Nor would the six potential members bring many benefits to Russia. None of them are large trade or investment partners with Moscow. Four out of the six voted in favor of the March 2022 United Nations Security Council resolution condemning Russia’s full-scale aggression on Ukraine. While they might coordinate their trade policies at times, Iran, Saudi Arabia, and the UAE are competitors of Russia in the global oil market, vying for customers in China and India.

All this considered, the announced wave of BRICS enlargement is a net positive for Russia, especially when looking at the short term. 

Generally, Russian foreign policy is not inclined to multilateralism.

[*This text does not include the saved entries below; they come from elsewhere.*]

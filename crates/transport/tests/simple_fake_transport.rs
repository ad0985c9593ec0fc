use std::collections::VecDeque;
use std::error::Error;
use std::fmt::{self, Display, Formatter};
use std::future::ready;
use std::pin::Pin;
use std::task::{self, Poll, ready};
use std::time::Duration;

use sidekick_transport::{
    END_OF_TURN, ErrorKind, TransportAdapter, TransportError, TurnRequest,
    TurnStream,
};
use tokio::time::{Sleep, sleep};

#[derive(Debug)]
struct FakeTransportError(ErrorKind);

impl Display for FakeTransportError {
    fn fmt(&self, f: &mut Formatter<'_>) -> fmt::Result {
        write!(f, "{self:?}")
    }
}

impl Error for FakeTransportError {}

impl TransportError for FakeTransportError {
    fn kind(&self) -> ErrorKind {
        self.0
    }
}

#[derive(Debug)]
struct FakeTurnStream {
    fake_chunks: VecDeque<String>,
    sleep: Option<Pin<Box<Sleep>>>,
}

impl FakeTurnStream {
    fn new(input: &str) -> Self {
        let mut fake_chunks: VecDeque<String> = format!("You said {}", input)
            .split(" ")
            .map(|word| format!("{word} "))
            .collect();
        fake_chunks.push_back(END_OF_TURN.to_string());
        Self {
            fake_chunks,
            sleep: None,
        }
    }
}

impl TurnStream for FakeTurnStream {
    type Error = FakeTransportError;

    fn poll_next_chunk(
        self: Pin<&mut Self>,
        cx: &mut task::Context<'_>,
    ) -> Poll<Result<Option<String>, Self::Error>> {
        // SAFETY: This type does not require to be pinned.
        let this = unsafe { self.get_unchecked_mut() };
        if let Some(sleep) = &mut this.sleep {
            let sleep = sleep.as_mut();
            ready!(sleep.poll(cx));
            this.sleep = None;

            if let Some(chunk) = this.fake_chunks.pop_front() {
                return Poll::Ready(Ok(Some(chunk)));
            }

            return Poll::Ready(Ok(None));
        }
        this.sleep = Some(Box::pin(sleep(Duration::from_millis(1))));
        Pin::new(this).poll_next_chunk(cx)
    }
}

struct FakeTransport;

impl TransportAdapter for FakeTransport {
    type Error = FakeTransportError;
    type Stream = FakeTurnStream;

    fn open_turn(
        &self,
        req: &TurnRequest,
    ) -> impl Future<Output = Result<Self::Stream, Self::Error>> + Send + 'static
    {
        let result = if req.user_text.is_empty() {
            Err(FakeTransportError(ErrorKind::Other))
        } else {
            Ok(FakeTurnStream::new(&req.user_text))
        };
        ready(result)
    }
}

mod tests {
    use std::future::poll_fn;

    use super::*;

    fn request(user_text: &str) -> TurnRequest {
        TurnRequest {
            session_id: "user:1".to_string(),
            user_text: user_text.to_string(),
            context: Default::default(),
        }
    }

    #[tokio::test]
    async fn test_streaming() {
        let transport = FakeTransport;
        let mut stream =
            transport.open_turn(&request("Good morning")).await.unwrap();

        let mut chunks = Vec::new();
        loop {
            let chunk_fut =
                poll_fn(|cx| Pin::new(&mut stream).poll_next_chunk(cx));
            match chunk_fut.await {
                Ok(Some(chunk)) => chunks.push(chunk),
                Ok(None) => break,
                Err(err) => unreachable!("unexpected error: {err:?}"),
            }
        }

        // The sentinel arrives like any other chunk, in order.
        assert_eq!(chunks.last().map(String::as_str), Some(END_OF_TURN));
        let text: String =
            chunks[..chunks.len() - 1].iter().map(String::as_str).collect();
        assert_eq!(text, "You said Good morning ");
    }

    #[tokio::test]
    async fn test_error() {
        let transport = FakeTransport;
        let result = transport.open_turn(&request("")).await;
        let err = result.unwrap_err();
        assert_eq!(err.kind(), ErrorKind::Other);
    }
}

Moscow tends to prefer bilateral engagements where it can leverage the situation to its advantage as much as possible. In this sense, Russia primarily sees BRICS as a way to enhance its access to strategic partners., Thus the expanded bloc could provide new opportunities for bilateral cooperation.

All six countries can already be considered strategic partners of Russia. Out of these, only Egypt and the UAE have introduced any restrictions on Russia, which don’t amount to sanctions. Most countries joining share a view of multipolarity which regards the rise of China as a transformative event in world politics. That said, these countries do not necessarily share Russia’s messianic understanding of multipolarity.

The benefits the new members could bring Russia are varied. Iran has supplied weapons to Russia. The United Arab Emirates provides an environment where Russia allegedly evades sanctions. Egypt is a committed partner of Russia in multiple spheres, notably cooperating over nuclear energy, importing Russian grain, and as a popular tourist destination. In April, Cairo was accused of allegedly planning to deliver weapons to Russia. Ethiopia is at the forefront of Russia’s African diplomatic efforts, especially when it comes to the initiatives involving the Russian Orthodox Church.

However, relations with Argentina and Saudi Arabia are less straightforward. Argentina is on the brink of a change of government where a new far-right, pro-U.S. candidate is most likely to win. Buenos Aires’ bid to join BRICS could thus be withdrawn or otherwise watered down. Then, while Saudi Arabia has at times partnered with Russia, especially concerning the oil markets and Middle East politics, Riyadh also hedges its loyalties with the West. Hosting China alongside Western nations for discussions about achieving peace in Ukraine shows this.

Despite embracing pseudo-anti-colonial rhetoric, Russia has not fully swayed the Global South to its side. The countries of this diverse group have sharply different views of Russia and its aggression against Ukraine, the latter of which are frequently disapproving. Even fellow BRICS members have diverging views. For instance, the South African government looks at BRICS as a successor to the Non-Aligned Movement, a vision that clashes with Russia’s anti-G7 perspective.

These views are shaped by the distinct interests that Global South countries have, as they navigate the turbulence unleashed by climate change, Covid-19, and the knock-on effects of Russia's aggression against Ukraine, including high grain prices. When forming alliances, the West might do better by appealing to those interests rather than by trying to win over the Global South with less concrete values. The 15th BRICS Summit should be seen in that light as well.

Overall, BRICS enlarged membership might help to enhance Russia’s access to some of its strategic partners. In the realm of messaging and propaganda, an enlarged BRICS adds weight to Moscow’s rhetoric that Russia is part of the “world majority” standing against the West. Whether Putin’s new BRICS partners see the world on the same terms is secondary to Russia’s belligerent leader. As long as BRICS continues to at least superficially resemble an alternative to the current world order, Moscow will be satisfied.

The views expressed in opinion pieces do not necessarily reflect the position of The Moscow Times.